I tried the anchor example found in the documentation and it does not output anything.

julia> t = join(rand([collect('a':'z')... collect('0':'9')...],100))
"oxfj939xjpifeaa0ngk97yu6tywg3syu066ynxfsfnnsh3fhxc0osv7zih8ag3k08cp59upjxpyb8ibdpyx620wbapppmiqng9c1"

julia> stream = BufferedInputStream(IOBuffer(Vector{UInt8}(t)),6)
BufferedInputStream{IOBuffer}(<6 B buffer, 0% filled>)

julia> while !eof(stream)
           b = peek(stream)
           if '1' <= Char(b) <= '9'
               if !isanchored(stream)
                   anchor!(stream)
               end;
           elseif isanchored(stream)
               println(takeanchored!(stream))
           end
           read(stream, UInt8)
       end

I also had to add the Char to the if statement.

In addition, I noticed that peek resets the anchor.

julia> t = join(rand([collect('a':'z')... collect('0':'9')...],100))
"osiaanxkireq3mknd8gakx3g5uwnu2mkxdw6h6tyc6s5m5nhitgle6nb0iq7jyeksbj527wmp0dtlq0mj9kn3zbvlw49u92eeqhh"

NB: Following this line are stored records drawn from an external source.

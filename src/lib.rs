//! Local credential store with a password generator and strength classifier.
//!
//! [`RecordStore`] owns the credential records and writes them through a
//! [`StorageBackend`] after every change. The [`generators`] module is
//! independent of the store.

pub mod catalog;
pub mod cli;
pub mod core;
pub mod generators;
pub mod models;
pub mod storage;
pub mod utils;

pub use crate::core::{Config, LoadOutcome, RecordStore, StoreError};
pub use crate::storage::{Storage, StorageBackend, StorageError};
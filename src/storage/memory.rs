// src/storage/memory.rs
use std::collections::HashMap;

use super::{Result, StorageBackend};

/// Process-local backend. Contents vanish with the process.
#[derive(Debug, Clone, Default)]
pub struct MemoryBackend {
    values: HashMap<String, String>,
}

impl MemoryBackend {
    pub fn new() -> Self {
        Self::default()
    }
}

impl StorageBackend for MemoryBackend {
    fn get(&self, key: &str) -> Result<Option<String>> {
        Ok(self.values.get(key).cloned())
    }

    fn set(&mut self, key: &str, value: &str) -> Result<()> {
        self.values.insert(key.to_string(), value.to_string());
        Ok(())
    }
}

julia> stream = BufferedInputStream(IOBuffer(Vector{UInt8}(t)),6)
BufferedInputStream{IOBuffer}(<6 B buffer, 0% filled>)

julia> peek(stream)
0x6f

julia> stream.buffer
6-element Vector{UInt8}:
 0x6f
 0x73
 0x69
 0x61
 0x61
 0x6e

julia> anchor!(stream)
1

julia> isanchored(stream)
true

julia> peek(stream)
0x6f

julia> isanchored(stream)
false

Version: [e1450e63] BufferedStreams v1.0.0

stevengj commented 1 year ago

I can't reproduce your test case. The final line gives

julia> isanchored(stream)
true

for me.

peek only resets the anchor if the buffer needs to be refilled — as I understand it, any function that reads from the stream might need to refill the buffer, and hence might reset the anchor.

Why is this a problem?

feanor12 commented 1 year ago

It breaks the usecase where takeanchored! can be used to extract tokens from a stream as the anchor position should always be kept in the buffer. Does a refilled buffer still contain the data after the anchor? Maybe I did not get the usecase intended for the anchor mechanic.

stevengj commented 1 year ago

Actually, I take it back. peek and other read operations should never remove the anchor or the anchored data, even when the buffer needs refilling. It will resize the buffer if needed in order to preserve the data after the anchor. (The anchor and corresponding data may be moved to the beginning of the new buffer, however.)

As I said, I can't reproduce the problem you reported above. I also don't have any problem in cases where the buffer needs to be refilled:

julia> io = BufferedInputStream(IOBuffer("foobarbaz"), 3)
BufferedInputStream{IOBuffer}(<3 B buffer, 0% filled>)

julia> peek(io)
0x66

julia> anchor!(io)
1

julia> b = Vector{UInt8}(undef, 3); readbytes!(io, b); String(b)
"foo"

julia> peek(io)
0x62

julia> isanchored(io)
true

julia> b = Vector{UInt8}(undef, 3); readbytes!(io, b); String(b)
"bar"

julia> String(copy(io.buffer)) # buffer was enlarged, still contains anchored data "foo"
"foobar"

Can you provide a reproducible example of your problem?

feanor12 commented 1 year ago

I tried with Julia 1.7 and 1.9.2 on Linux and could no longer reproduce this issue. The only difference might have been the operating system. The original issue occurred on a Windows machine.

pkg> activate --temp
pkg> add BufferedStreams@v1.0.0
julia> begin
using BufferedStreams
t = "1asd22asdsad333adsadsad4444asdasdasd55555asdasd999999999a";
stream = BufferedInputStream(IOBuffer(Vector{UInt8}(t)),6);
numbers = []
while !eof(stream)
    b = BufferedStreams.peek(stream)
    if '1' <= Char(b) <= '9'
        if !isanchored(stream)
        anchor!(stream)
        end;
    elseif isanchored(stream)
        append!(numbers,[String(takeanchored!(stream))])
    end
    read(stream, UInt8)
end
numbers
end

#6-element Vector{Any}:
 #"1"
 #"22"
 #"333"
 #"4444"
 #"55555"
 #"999999999"